We are surrounded by enough crime for forensic science to be of
direct interest to the average TV viewer. What does it take to
ferret out clues even though the trail has gone cold? How much
training, ingenuity and scientific skill is called for to unravel
mysteries posed by murder, death and disease? For an answer,
watch "Medical Detectives" on Discovery Channel, daily,
throughout February. Its range of real life cases and painstaking
reconstruction make it a fascinating whodunit series.
A shed burns to cinders, and from within it a completely burned
human body is discovered. Thirty-five pounds of charcoal-like
material without any recognisable skin or hair follicles to
recover. Enough to work with? If you live in an affluent and
technologically advanced country like the United States,a the
answer is yes. The internal organs show that the person died
before being burned. The age and sex of victim are determined
thereafter. Bits of metal in the body point to a 22 calibre
weapon having been used. A homicide case.
Who went missing around that time? When all the evidence is
pieced together, police zero in on a cocktail waitress as the
victim. She was a drug user. Tracking her movements on her final
day alive leads them to a suspect. There is other evidence:
traces of blood are found in his car boot. But when the victim
was charred beyond recognition, how do you link her conclusively
to the blood in the car?
Much of the suspense in this series, and much of the ingenuity
called for, arises out of finding evidence that will stand up in
court. In the case above the forensic team did something
unprecedented: they extracted DNA from the tooth pulp in the
victim's teeth to link her to the blood in the car.
Another episode involving a serial killer, who was finally
caught, built up to an even more unusual means of nailing the
final evidence. When the several-days-old body of a woman is
found in the California mountains it has maggots crawling in it.
What do the police do? They recover them, and send a hundred
maggots off to a forensic entomologist. There they are preserved
for several months, waiting to provide a clue when the time
comes.
In the meantime the case turns out to be one of several sexual
assaults which fit into the same pattern. When the serial rapist
is finally nabbed, the law of limitations has run out in the case
of some of his earlier victims and he can no longer be convicted
for those crimes. The woman found in the mountains however is a
borderline case: if the exact day of her death can be established
the killer can be charged with her rape and death.
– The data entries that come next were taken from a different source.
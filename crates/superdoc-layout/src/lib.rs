//! `superdoc-layout`: the pure document-rendering pipeline behind a
//! WordprocessingML-flavored rich-text editor — style cascade, list
//! numbering, word-paragraph layout, flow-block extraction, incremental
//! conversion cache, and the measurer/paginator/painter contract.
//!
//! This crate does no I/O: it never parses a `.docx` zip, never talks to a
//! collaboration server, and ships no UI toolkit dependency. A host feeds it
//! an [`document::Node`] tree plus a resolved [`style::StyleContext`] and
//! gets back a [`layout_types::Layout`] (plus any [`warnings::Warning`]s) to
//! paint. [`render`] is the single entry point that wires every stage
//! together; each stage is independently usable for hosts that want to
//! compose the pipeline differently (e.g. measuring in a worker thread).

pub mod cache;
pub mod document;
pub mod flow;
pub mod layout_types;
pub mod measure;
pub mod numbering;
pub mod paginate;
pub mod painter;
pub mod style;
pub mod units;
pub mod warnings;
pub mod wordlayout;

pub use cache::FlowBlockCache;
pub use document::Node;
pub use layout_types::Layout;
pub use measure::Measurer;
pub use paginate::PageGeometry;
pub use painter::{DrawOp, DrawOpSink, PaintTarget, Painter};
pub use style::StyleContext;
pub use warnings::{LayoutError, Warning};

use flow::blocks::FlowBlock;
use measure::Measure;
use numbering::NumberingManager;
use style::context::NumberingTables;

/// The host-configurable "configuration surface" of a render (spec §2.3
/// [ADDED]).
#[derive(Debug, Clone, Copy, PartialEq)]
pub struct RenderOptions {
    /// Document-wide default tab interval, in twips, used whenever a
    /// paragraph or marker suffix needs to snap to a tab stop with no
    /// explicit `tabs` entry covering it.
    pub default_tab_interval_twips: i32,
    /// Whether the leading-caret widget policy (spec §4.E) is honored. When
    /// `false`, `ParagraphBlock::leading_caret` is always `false` regardless
    /// of content shape, matching a host that renders its own caret affordance.
    pub leading_caret_enabled: bool,
}

impl Default for RenderOptions {
    /// A single-column, 1-inch-margin Letter/A4-agnostic default matching
    /// [`PageGeometry::default_single_column`]'s usable width, with a
    /// half-inch default tab interval (720 twips) and the leading-caret
    /// policy enabled.
    fn default() -> Self {
        Self {
            default_tab_interval_twips: 720,
            leading_caret_enabled: true,
        }
    }
}

/// The terminal output of a render: the laid-out pages plus every
/// recoverable warning encountered along the way (spec §7: warnings never
/// suppress the layout they're attached to).
#[derive(Debug, Clone, PartialEq)]
pub struct RenderResult {
    /// The paginated layout.
    pub layout: Layout,
    /// Warnings recorded during conversion, measurement, and pagination, in
    /// the order they were detected.
    pub warnings: Vec<Warning>,
}

/// Run the full pipeline once: validate, convert to [`FlowBlock`]s, measure,
/// and paginate (spec §2 "one-way transformation").
///
/// `cache` is threaded through [`flow::convert_blocks_cached`] (spec §4.F):
/// bracketed by `begin`/`commit` so a host sharing one [`FlowBlockCache`]
/// across renders keeps it in a consistent generation, and consulted for
/// every top-level paragraph with a stable `sdBlockId` before falling back
/// to a fresh conversion.
pub fn render(
    document: &[Node],
    ctx: &StyleContext,
    numbering_tables: &NumberingTables,
    geometry: &PageGeometry,
    options: &RenderOptions,
    measurer: &dyn Measurer,
    cache: &mut FlowBlockCache,
) -> Result<RenderResult, LayoutError> {
    geometry.validate()?;
    measurer.fonts_barrier().wait_for_fonts_ready();

    let mut warnings = warnings::WarningSink::new();
    flow::validate_tree(document, &mut warnings);

    cache.begin();
    let mut numbering = NumberingManager::new(numbering_tables);
    numbering.begin();
    let mut pos = flow::position::PositionWalker::new();
    let mut blocks = flow::convert_blocks_cached(
        document,
        ctx,
        &mut numbering,
        options.default_tab_interval_twips,
        &mut warnings,
        &mut pos,
        cache,
    );
    if !options.leading_caret_enabled {
        for block in &mut blocks {
            if let FlowBlock::Paragraph(p) = block {
                p.leading_caret = false;
            }
        }
    }
    cache.commit()?;

    let measures = measure_blocks(&blocks, geometry, measurer, &mut warnings);
    let layout = paginate::paginate(&blocks, &measures, geometry, &mut warnings)?;

    Ok(RenderResult {
        layout,
        warnings: warnings.into_vec(),
    })
}

fn measure_blocks(
    blocks: &[FlowBlock],
    geometry: &PageGeometry,
    measurer: &dyn Measurer,
    warnings: &mut warnings::WarningSink,
) -> Vec<Option<Measure>> {
    let column_width = geometry.column_width_px();
    blocks
        .iter()
        .map(|block| match block {
            FlowBlock::Paragraph(p) => Some(Measure::Paragraph(measurer.measure_paragraph(p, column_width, warnings))),
            FlowBlock::Table(t) => Some(Measure::Table(measurer.measure_table(t, column_width))),
            FlowBlock::Image(i) => {
                let natural = layout_types::PxSize {
                    width: units::emu_to_px(i.geometry.width),
                    height: units::emu_to_px(i.geometry.height),
                };
                Some(Measure::Media(measurer.measure_media(natural, None)))
            }
            FlowBlock::Drawing(d) => {
                let natural = layout_types::PxSize {
                    width: units::emu_to_px(d.geometry.width),
                    height: units::emu_to_px(d.geometry.height),
                };
                Some(Measure::Media(measurer.measure_media(natural, None)))
            }
            FlowBlock::PageBreak(_) => None,
        })
        .collect()
}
That is where the maggots come in. First the entomologist
establishes to which species of fly they belong. Does it lay eggs
in good weather or bad weather? Day or night? Then you determine
how many hours or days old the pupae were, going by the size of
the maggots recovered. Then you finally establish on which day
and which probable part of the day the woman died. All of this of
course takes months of investigation, and piecing together of
different kinds of evidence. Only an affluent society can afford
the kind of processes "Medical Detectives" unfolds.
The programmes are based on interviews and reconstructions,
presumably using actors. The amazing thing is the degree of
resemblance people in the reconstructed episodes have to the
actual killers and victims. This is no slip-shod series. An
enormous amount of research and resources has gone into it.
Every weekday afternoon, back to back, Discovery Channel runs two
episodes of "Medical Detectives" between 1 p.m. and 2 p.m.. On
Fridays you can also see it at 9.30 p.m..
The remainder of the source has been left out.